In historischer Hinsicht ist anzumerken: Von den 119 Bundesräten seit 1848 gehören 56 der FDP an. Dies deswegen, weil die Liberalen – oder Freisinn, wie die Eidgenossen sagen – zwischen 1848 und 1891 alle Regierungsmitglieder stellen. Erst dann gelangt ein Katholisch-Konservativer (heute: CVP) in den Bundesrat, es folgen 1929 die Bürger-, Gewerbe- und Bauernpartei BGB (heute: SVP) und schließlich 1943 die Sozialdemokraten. Regional betrachtet stammen die meisten Bundesräte aus dem Kanton Zürich (20 von 119), während die Kantone Schaffhausen, Uri, Schwyz und der ehemalige Halbkanton Nidwalden noch nie ein Regierungsmitglied stellten; ebenso wenig der überwiegend frankophone Kanton Jura, der sich 1979 vom Kanton Bern abspaltet.

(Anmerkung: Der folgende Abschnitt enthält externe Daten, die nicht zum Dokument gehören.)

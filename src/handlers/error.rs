// src/handlers/error.rs
use crate::chat::ChatError;
use crate::error::ScriptError;
use crate::storyboard::{GenerateError, Rejection};
use axum::{
    http::StatusCode,
    response::{IntoResponse, Json, Response},
};
use serde::Serialize;

/// JSON body returned for error responses
#[derive(Debug, Serialize)]
pub struct ErrorBody {
    pub error: &'static str,
    pub message: String,
}

/// HTTP-layer error mapping each domain failure to a status code
#[derive(Debug)]
pub enum ApiError {
    Generate(GenerateError),
    Script(ScriptError),
    Chat(ChatError),
    BadRequest(String),
}

impl From<GenerateError> for ApiError {
    fn from(err: GenerateError) -> Self {
        Self::Generate(err)
    }
}

impl From<Rejection> for ApiError {
    fn from(err: Rejection) -> Self {
        Self::Generate(GenerateError::Rejected(err))
    }
}

impl From<ScriptError> for ApiError {
    fn from(err: ScriptError) -> Self {
        Self::Script(err)
    }
}

impl From<ChatError> for ApiError {
    fn from(err: ChatError) -> Self {
        Self::Chat(err)
    }
}

impl IntoResponse for ApiError {
    fn into_response(self) -> Response {
        let (status, code, message) = match self {
            ApiError::Generate(GenerateError::Rejected(Rejection::EmptyScript)) => (
                StatusCode::BAD_REQUEST,
                "validation_error",
                Rejection::EmptyScript.to_string(),
            ),
            ApiError::Generate(GenerateError::Rejected(Rejection::Busy)) => {
                (StatusCode::CONFLICT, "busy", Rejection::Busy.to_string())
            }
            ApiError::Generate(err @ GenerateError::Extraction { .. }) => {
                (StatusCode::BAD_GATEWAY, "extraction_failed", err.to_string())
            }
            ApiError::Script(ScriptError::UnsupportedType(name)) => (
                StatusCode::UNSUPPORTED_MEDIA_TYPE,
                "unsupported_file_type",
                format!("Unsupported file type: {}. Upload a .txt or .md file.", name),
            ),
            ApiError::Script(err) => (StatusCode::BAD_REQUEST, "invalid_script", err.to_string()),
            ApiError::Chat(err) => (StatusCode::BAD_REQUEST, "validation_error", err.to_string()),
            ApiError::BadRequest(message) => (StatusCode::BAD_REQUEST, "bad_request", message),
        };

        (status, Json(ErrorBody { error: code, message })).into_response()
    }
}
//! Real-time stock performance ranking and alerting.
//!
//! A market-data feed pushes [`PriceSample`](core::PriceSample)s into a
//! [`TrendAnalyzer`](core::TrendAnalyzer), which maintains per-symbol
//! sliding windows, a dual-heap gainer/loser ranking, and an alert engine
//! with exactly-once trigger semantics. The binary in `main.rs` wires the
//! feed, analysis, and reporting tasks together.

pub mod api;
pub mod config;
pub mod core;
pub mod error;

pub use config::AnalyzerConfig;
pub use error::StockWatchError;
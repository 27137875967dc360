use std::cmp::Ordering;
use std::collections::{BinaryHeap, HashMap};

use crate::error::StockWatchError;

#[derive(Debug, Clone)]
struct HeapEntry {
    symbol: String,
    value: f64,
    seq: u64,
}

/// Max-ordered entry: highest value pops first, ties pop the
/// lexicographically smaller symbol first.
#[derive(Debug, Clone)]
struct GainerEntry(HeapEntry);

/// Min-ordered entry: lowest value pops first, same tie-break.
#[derive(Debug, Clone)]
struct LoserEntry(HeapEntry);

impl Ord for GainerEntry {
    fn cmp(&self, other: &Self) -> Ordering {
        self.0
            .value
            .total_cmp(&other.0.value)
            .then_with(|| other.0.symbol.cmp(&self.0.symbol))
    }
}

impl Ord for LoserEntry {
    fn cmp(&self, other: &Self) -> Ordering {
        other
            .0
            .value
            .total_cmp(&self.0.value)
            .then_with(|| other.0.symbol.cmp(&self.0.symbol))
    }
}

macro_rules! impl_entry_eq {
    ($type:ty) => {
        impl PartialOrd for $type {
            fn partial_cmp(&self, other: &Self) -> Option<Ordering> {
                Some(self.cmp(other))
            }
        }

        impl PartialEq for $type {
            fn eq(&self, other: &Self) -> bool {
                self.cmp(other) == Ordering::Equal
            }
        }

        impl Eq for $type {}
    };
}

impl_entry_eq!(GainerEntry);
impl_entry_eq!(LoserEntry);

#[derive(Debug, Clone, Copy)]
struct LiveValue {
    seq: u64,
    value: f64,
}

/// Dual-heap top/bottom tracker over an evolving symbol → metric mapping.
///
/// Superseded heap entries are invalidated lazily: the index map holds the
/// current sequence number per symbol, queries skip entries whose sequence
/// is stale, and both heaps are rebuilt from the map once dead entries
/// outnumber live ones.
#[derive(Debug, Clone)]
pub struct RankedSet {
    capacity: usize,
    seq: u64,
    live: HashMap<String, LiveValue>,
    gainers: BinaryHeap<GainerEntry>,
    losers: BinaryHeap<LoserEntry>,
}

impl RankedSet {
    /// Panics if `capacity` is zero; that is a caller bug, not a runtime
    /// condition.
    pub fn new(capacity: usize) -> Self {
        assert!(capacity > 0, "RankedSet capacity must be positive");
        Self {
            capacity,
            seq: 0,
            live: HashMap::new(),
            gainers: BinaryHeap::new(),
            losers: BinaryHeap::new(),
        }
    }

    /// Inserts or replaces the symbol's metric. The previous entry (if any)
    /// becomes stale in both heaps.
    pub fn update(&mut self, symbol: &str, value: f64) -> Result<(), StockWatchError> {
        if !value.is_finite() {
            return Err(StockWatchError::InvalidMetric {
                symbol: symbol.to_string(),
                value,
            });
        }

        self.seq += 1;
        let seq = self.seq;
        self.live
            .insert(symbol.to_string(), LiveValue { seq, value });

        let entry = HeapEntry {
            symbol: symbol.to_string(),
            value,
            seq,
        };
        self.gainers.push(GainerEntry(entry.clone()));
        self.losers.push(LoserEntry(entry));

        self.maybe_compact();
        Ok(())
    }

    /// Removes a symbol entirely (e.g. a delisting). Heap residue is
    /// filtered on query and dropped at the next compaction.
    pub fn remove(&mut self, symbol: &str) -> bool {
        self.live.remove(symbol).is_some()
    }

    pub fn contains(&self, symbol: &str) -> bool {
        self.live.contains_key(symbol)
    }

    pub fn len(&self) -> usize {
        self.live.len()
    }

    pub fn is_empty(&self) -> bool {
        self.live.is_empty()
    }

    /// The `k` symbols with the highest current metric, descending, ties by
    /// symbol name. Capped at the configured per-side capacity; never
    /// mutates live membership.
    pub fn top_gainers(&self, k: usize) -> Vec<(String, f64)> {
        self.extract(k, &self.gainers, |e| &e.0)
    }

    /// The `k` symbols with the lowest current metric, ascending, ties by
    /// symbol name.
    pub fn top_losers(&self, k: usize) -> Vec<(String, f64)> {
        self.extract(k, &self.losers, |e| &e.0)
    }

    fn extract<E, F>(&self, k: usize, heap: &BinaryHeap<E>, inner: F) -> Vec<(String, f64)>
    where
        E: Ord + Clone,
        F: Fn(&E) -> &HeapEntry,
    {
        let want = k.min(self.capacity);
        let mut working = heap.clone();
        let mut out = Vec::with_capacity(want.min(self.live.len()));
        while out.len() < want {
            let Some(top) = working.pop() else { break };
            let entry = inner(&top);
            if self.is_live(entry) {
                out.push((entry.symbol.clone(), entry.value));
            }
        }
        out
    }

    fn is_live(&self, entry: &HeapEntry) -> bool {
        self.live
            .get(&entry.symbol)
            .is_some_and(|v| v.seq == entry.seq)
    }

    /// Rebuilds both heaps from the index map once stale entries dominate,
    /// keeping heap size proportional to the live set.
    fn maybe_compact(&mut self) {
        if self.gainers.len() <= 2 * self.live.len() + self.capacity {
            return;
        }
        self.gainers = self
            .live
            .iter()
            .map(|(symbol, v)| {
                GainerEntry(HeapEntry {
                    symbol: symbol.clone(),
                    value: v.value,
                    seq: v.seq,
                })
            })
            .collect();
        self.losers = self
            .live
            .iter()
            .map(|(symbol, v)| {
                LoserEntry(HeapEntry {
                    symbol: symbol.clone(),
                    value: v.value,
                    seq: v.seq,
                })
            })
            .collect();
    }
}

Der Bundespräsident wird für jeweils ein Kalenderjahr aus der Mitte der Regierung gewählt, ist gleichsam primus inter pares im Kabinett und entbehrt jeglicher Vorrechte, die hierzulande für den Träger des gleichnamigen Amtes typisch sind. Er ist weder Regierungschef noch Staatsoberhaupt. Für 2020 hat die Bundesversammlung mit großer Mehrheit (192 Stimmen) die Bundesrätin Simonetta Sommaruga, eine Sozialdemokratin, gewählt. Sie löst Ueli Maurer (69) von der SVP ab.
Unter dem Amt des Bundeskanzlers verstehen unsere westlichen Nachbarn etwas ganz anderes als wir. Er ist nämlich nicht Haupt der Regierung, sondern gleichsam der Generalsekretär des Kabinetts. Der Bundeskanzler heißt Walter Thurnherr, er ist heute mit 219 Stimmen in dieser Funktion, die er seit 2016 ausübt, bestätigt worden.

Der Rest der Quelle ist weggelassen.